→ **What is expected**: I'd like every line from the material below that has "async" in it.

→ **Records provided**:
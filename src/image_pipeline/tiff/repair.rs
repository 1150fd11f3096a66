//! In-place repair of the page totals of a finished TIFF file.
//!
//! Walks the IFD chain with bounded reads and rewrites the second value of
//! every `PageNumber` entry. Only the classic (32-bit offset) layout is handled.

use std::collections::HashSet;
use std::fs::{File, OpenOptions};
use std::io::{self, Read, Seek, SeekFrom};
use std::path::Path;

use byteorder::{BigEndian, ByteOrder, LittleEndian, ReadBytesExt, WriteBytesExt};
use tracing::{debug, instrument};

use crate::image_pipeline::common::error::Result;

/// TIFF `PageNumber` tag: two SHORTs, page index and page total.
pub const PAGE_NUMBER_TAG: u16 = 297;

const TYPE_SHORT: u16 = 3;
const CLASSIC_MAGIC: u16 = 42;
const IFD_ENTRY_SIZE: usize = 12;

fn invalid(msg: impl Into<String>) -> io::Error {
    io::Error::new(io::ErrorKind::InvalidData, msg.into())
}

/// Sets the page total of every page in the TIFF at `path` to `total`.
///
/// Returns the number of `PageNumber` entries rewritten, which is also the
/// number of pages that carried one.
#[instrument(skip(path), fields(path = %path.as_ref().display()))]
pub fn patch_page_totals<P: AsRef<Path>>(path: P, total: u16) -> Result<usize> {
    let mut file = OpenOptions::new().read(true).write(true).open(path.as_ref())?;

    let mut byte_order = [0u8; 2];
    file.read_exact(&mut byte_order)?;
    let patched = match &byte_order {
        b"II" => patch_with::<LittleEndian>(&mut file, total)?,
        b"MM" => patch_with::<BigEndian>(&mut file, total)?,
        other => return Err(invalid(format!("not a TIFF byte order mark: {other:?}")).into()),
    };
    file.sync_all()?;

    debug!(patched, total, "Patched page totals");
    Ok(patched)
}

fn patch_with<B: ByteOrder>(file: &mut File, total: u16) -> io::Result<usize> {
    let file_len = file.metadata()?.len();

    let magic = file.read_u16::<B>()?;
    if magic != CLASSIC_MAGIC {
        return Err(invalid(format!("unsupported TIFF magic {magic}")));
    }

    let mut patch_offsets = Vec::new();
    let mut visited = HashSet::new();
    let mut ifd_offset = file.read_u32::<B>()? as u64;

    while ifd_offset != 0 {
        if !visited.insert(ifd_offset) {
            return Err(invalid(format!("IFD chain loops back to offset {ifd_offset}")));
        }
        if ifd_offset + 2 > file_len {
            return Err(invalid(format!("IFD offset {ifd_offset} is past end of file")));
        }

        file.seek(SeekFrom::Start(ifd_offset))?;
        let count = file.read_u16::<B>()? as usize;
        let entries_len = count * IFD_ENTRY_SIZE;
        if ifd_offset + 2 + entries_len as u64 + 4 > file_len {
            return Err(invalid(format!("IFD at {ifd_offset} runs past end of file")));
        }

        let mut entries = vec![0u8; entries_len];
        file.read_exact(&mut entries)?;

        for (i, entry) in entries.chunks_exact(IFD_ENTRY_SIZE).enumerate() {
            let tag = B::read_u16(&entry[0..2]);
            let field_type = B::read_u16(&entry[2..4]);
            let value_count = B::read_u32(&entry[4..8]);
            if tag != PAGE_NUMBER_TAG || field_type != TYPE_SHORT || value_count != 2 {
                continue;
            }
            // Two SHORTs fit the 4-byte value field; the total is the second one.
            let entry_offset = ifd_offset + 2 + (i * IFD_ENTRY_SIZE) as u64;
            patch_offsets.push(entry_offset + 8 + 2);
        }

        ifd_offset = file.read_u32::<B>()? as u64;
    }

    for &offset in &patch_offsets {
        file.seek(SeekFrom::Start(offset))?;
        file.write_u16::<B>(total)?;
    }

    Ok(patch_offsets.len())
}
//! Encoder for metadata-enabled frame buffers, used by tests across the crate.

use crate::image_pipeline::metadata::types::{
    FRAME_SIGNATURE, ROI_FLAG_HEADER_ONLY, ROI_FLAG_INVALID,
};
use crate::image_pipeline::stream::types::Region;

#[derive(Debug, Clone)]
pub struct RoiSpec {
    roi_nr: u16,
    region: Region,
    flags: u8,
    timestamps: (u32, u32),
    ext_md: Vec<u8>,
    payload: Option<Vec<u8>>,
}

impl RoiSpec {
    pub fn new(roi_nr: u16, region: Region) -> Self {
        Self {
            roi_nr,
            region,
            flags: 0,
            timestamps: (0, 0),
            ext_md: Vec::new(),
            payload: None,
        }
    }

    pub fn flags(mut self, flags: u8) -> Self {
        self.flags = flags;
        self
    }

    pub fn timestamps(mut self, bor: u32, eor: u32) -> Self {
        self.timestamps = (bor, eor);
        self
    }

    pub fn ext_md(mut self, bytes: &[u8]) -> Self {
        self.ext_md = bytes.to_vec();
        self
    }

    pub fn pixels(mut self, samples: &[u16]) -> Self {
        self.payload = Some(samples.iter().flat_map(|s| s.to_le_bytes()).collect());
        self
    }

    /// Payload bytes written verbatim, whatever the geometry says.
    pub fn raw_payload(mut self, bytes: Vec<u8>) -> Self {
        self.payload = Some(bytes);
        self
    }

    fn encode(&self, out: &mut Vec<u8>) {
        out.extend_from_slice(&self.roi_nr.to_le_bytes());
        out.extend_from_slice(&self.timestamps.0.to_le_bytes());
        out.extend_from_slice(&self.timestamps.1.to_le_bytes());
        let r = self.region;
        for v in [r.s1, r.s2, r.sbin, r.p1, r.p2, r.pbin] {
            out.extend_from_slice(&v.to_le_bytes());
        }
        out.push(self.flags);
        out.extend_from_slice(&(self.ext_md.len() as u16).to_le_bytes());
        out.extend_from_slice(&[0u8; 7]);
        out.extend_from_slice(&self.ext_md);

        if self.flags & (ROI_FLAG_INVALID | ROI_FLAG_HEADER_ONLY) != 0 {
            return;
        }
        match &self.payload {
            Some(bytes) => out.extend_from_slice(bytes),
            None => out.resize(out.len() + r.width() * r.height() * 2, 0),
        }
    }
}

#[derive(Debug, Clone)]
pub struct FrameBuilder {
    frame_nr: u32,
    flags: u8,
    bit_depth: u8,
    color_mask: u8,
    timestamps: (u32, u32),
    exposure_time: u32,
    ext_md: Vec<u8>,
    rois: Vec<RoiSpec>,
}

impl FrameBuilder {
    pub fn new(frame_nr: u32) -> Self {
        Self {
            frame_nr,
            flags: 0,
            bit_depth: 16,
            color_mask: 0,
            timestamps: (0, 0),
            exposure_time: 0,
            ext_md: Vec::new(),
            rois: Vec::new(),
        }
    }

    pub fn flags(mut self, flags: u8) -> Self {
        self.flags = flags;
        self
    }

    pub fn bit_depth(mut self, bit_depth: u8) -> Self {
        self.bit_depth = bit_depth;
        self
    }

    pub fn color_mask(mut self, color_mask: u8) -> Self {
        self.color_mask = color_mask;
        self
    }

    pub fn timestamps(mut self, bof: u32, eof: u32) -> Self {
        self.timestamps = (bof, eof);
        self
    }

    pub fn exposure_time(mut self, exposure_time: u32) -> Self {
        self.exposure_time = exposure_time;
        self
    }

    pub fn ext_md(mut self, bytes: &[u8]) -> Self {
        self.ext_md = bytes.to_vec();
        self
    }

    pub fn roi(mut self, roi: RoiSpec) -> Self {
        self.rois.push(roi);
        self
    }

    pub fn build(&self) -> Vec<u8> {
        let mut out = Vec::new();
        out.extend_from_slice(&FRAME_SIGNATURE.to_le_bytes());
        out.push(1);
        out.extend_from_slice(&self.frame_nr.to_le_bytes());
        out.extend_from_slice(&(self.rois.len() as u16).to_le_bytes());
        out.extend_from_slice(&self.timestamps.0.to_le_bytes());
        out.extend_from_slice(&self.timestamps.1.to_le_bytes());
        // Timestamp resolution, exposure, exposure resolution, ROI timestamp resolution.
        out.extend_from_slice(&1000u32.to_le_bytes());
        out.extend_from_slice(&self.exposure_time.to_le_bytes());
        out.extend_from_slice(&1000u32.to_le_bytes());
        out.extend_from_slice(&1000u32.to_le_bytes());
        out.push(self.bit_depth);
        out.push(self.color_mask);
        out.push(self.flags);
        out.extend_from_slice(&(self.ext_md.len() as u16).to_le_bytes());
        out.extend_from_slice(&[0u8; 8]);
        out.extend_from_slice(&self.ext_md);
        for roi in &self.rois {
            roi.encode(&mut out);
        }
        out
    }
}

==

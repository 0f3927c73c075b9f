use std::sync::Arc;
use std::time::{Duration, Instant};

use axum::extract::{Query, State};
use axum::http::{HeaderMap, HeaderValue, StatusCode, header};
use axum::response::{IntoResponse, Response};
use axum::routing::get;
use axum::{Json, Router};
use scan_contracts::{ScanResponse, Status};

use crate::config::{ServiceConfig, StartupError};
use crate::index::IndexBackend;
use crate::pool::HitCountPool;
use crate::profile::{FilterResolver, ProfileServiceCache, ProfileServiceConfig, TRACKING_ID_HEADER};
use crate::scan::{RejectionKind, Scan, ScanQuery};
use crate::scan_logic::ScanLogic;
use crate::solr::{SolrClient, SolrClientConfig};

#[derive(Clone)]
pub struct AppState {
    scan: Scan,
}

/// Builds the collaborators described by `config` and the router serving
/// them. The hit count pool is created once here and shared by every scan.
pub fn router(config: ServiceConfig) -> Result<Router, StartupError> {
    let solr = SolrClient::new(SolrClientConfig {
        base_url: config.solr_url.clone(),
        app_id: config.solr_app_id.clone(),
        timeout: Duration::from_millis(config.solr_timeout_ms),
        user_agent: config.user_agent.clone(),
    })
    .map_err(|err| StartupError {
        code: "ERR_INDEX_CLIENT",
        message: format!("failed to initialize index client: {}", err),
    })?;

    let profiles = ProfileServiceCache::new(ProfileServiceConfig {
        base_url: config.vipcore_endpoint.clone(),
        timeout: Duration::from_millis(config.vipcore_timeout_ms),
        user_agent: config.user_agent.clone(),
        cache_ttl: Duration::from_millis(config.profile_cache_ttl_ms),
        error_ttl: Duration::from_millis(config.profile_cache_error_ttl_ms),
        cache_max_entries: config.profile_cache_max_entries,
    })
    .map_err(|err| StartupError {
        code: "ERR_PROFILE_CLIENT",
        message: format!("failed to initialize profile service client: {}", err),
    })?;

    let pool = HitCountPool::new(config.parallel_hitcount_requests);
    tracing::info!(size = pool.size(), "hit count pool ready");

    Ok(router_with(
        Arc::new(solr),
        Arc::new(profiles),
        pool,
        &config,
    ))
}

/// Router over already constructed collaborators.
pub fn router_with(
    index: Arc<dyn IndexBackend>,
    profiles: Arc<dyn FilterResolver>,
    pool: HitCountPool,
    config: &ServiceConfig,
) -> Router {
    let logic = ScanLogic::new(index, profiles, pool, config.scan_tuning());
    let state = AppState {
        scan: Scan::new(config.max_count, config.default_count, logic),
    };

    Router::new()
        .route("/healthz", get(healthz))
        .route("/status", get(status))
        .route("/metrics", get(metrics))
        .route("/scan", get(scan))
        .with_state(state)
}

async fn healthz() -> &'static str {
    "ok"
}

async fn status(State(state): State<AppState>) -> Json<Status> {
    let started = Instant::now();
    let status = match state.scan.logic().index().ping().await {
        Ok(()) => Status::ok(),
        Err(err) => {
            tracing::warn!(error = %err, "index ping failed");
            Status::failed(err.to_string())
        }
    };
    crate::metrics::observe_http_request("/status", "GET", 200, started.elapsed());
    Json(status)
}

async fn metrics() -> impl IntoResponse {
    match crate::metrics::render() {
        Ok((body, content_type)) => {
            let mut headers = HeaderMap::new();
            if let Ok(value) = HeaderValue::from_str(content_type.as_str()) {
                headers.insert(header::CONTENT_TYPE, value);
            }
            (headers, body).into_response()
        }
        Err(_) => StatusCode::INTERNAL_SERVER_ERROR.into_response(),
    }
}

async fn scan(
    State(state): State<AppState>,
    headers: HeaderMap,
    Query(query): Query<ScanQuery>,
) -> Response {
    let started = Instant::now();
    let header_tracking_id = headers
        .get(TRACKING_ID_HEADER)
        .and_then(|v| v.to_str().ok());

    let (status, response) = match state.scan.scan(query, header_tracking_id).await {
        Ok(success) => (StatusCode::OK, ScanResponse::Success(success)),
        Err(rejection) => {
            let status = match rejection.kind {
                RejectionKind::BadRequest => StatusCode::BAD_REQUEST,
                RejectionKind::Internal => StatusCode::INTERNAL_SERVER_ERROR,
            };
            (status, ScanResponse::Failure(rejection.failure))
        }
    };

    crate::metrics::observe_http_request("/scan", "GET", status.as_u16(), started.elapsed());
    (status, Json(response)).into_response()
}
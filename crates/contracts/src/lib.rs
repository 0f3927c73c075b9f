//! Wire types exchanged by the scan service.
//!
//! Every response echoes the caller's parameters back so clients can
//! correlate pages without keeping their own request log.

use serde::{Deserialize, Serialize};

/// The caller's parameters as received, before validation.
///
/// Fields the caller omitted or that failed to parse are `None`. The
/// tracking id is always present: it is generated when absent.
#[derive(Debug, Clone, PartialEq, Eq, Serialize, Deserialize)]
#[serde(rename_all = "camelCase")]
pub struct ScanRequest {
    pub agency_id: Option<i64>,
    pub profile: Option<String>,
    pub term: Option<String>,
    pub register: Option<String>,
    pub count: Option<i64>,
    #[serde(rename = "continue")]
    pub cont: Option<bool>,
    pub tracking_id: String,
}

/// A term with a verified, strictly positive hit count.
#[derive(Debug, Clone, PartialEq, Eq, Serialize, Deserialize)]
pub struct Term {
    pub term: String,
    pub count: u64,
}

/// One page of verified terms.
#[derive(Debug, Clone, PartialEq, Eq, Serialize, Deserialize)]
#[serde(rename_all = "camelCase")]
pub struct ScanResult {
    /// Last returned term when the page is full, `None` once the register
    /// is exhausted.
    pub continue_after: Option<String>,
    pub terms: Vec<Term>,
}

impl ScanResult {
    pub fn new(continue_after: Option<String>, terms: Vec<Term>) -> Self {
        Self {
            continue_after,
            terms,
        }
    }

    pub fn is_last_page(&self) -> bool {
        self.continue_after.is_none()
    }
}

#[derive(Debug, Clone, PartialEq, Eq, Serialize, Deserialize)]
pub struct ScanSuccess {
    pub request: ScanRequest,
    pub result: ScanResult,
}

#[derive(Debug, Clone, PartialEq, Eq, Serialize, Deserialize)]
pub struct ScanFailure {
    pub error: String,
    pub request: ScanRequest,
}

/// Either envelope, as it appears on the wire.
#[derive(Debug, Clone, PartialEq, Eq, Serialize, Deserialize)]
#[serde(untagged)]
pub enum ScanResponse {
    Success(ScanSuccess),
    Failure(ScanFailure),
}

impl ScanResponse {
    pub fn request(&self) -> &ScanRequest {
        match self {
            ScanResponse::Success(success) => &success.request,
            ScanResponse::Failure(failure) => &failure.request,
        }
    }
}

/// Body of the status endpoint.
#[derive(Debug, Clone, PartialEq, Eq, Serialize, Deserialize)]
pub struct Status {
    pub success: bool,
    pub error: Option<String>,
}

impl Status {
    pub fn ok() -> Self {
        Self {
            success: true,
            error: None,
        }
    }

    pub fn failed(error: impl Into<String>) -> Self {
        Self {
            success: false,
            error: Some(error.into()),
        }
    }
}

* * *

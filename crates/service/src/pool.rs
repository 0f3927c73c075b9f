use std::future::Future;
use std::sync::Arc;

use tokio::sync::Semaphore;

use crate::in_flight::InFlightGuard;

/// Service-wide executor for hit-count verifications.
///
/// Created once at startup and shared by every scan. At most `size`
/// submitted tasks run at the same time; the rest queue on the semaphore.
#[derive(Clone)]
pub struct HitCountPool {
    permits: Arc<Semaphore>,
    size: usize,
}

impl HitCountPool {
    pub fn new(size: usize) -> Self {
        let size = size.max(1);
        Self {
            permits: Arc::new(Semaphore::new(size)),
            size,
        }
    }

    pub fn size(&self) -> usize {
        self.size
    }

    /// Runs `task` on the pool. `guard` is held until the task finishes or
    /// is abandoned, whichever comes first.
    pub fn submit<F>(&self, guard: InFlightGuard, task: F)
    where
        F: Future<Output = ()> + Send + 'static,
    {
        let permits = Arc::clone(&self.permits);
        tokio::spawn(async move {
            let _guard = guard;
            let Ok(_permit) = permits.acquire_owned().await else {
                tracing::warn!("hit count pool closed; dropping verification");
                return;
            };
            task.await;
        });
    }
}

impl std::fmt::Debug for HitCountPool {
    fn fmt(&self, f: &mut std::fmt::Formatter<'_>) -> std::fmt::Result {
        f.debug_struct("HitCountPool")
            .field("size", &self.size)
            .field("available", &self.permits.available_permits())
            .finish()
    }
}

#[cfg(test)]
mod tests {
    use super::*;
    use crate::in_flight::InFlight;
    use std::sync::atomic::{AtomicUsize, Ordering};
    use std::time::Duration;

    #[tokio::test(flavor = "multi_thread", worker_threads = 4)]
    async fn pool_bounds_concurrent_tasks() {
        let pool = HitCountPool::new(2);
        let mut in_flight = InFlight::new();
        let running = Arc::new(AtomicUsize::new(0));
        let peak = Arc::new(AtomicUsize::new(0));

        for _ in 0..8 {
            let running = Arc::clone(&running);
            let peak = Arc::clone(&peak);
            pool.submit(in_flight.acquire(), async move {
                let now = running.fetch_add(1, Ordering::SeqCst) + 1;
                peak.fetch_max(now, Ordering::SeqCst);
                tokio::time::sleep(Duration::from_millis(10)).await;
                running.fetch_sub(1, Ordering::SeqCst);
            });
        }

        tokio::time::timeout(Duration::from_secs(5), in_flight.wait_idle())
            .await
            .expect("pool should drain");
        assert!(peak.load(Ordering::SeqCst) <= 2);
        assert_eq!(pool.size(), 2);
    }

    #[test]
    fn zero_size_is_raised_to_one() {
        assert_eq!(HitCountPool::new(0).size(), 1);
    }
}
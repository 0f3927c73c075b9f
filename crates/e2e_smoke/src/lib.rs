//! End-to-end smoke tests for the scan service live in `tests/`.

→ **Exercise response**:
async fn healthz() -> &'static str {
async fn status(State(state): State<AppState>) -> Json<Status> {
async fn metrics() -> impl IntoResponse {
async fn scan(
        tokio::spawn(async move {
    async fn pool_bounds_concurrent_tasks() {
            pool.submit(in_flight.acquire(), async move {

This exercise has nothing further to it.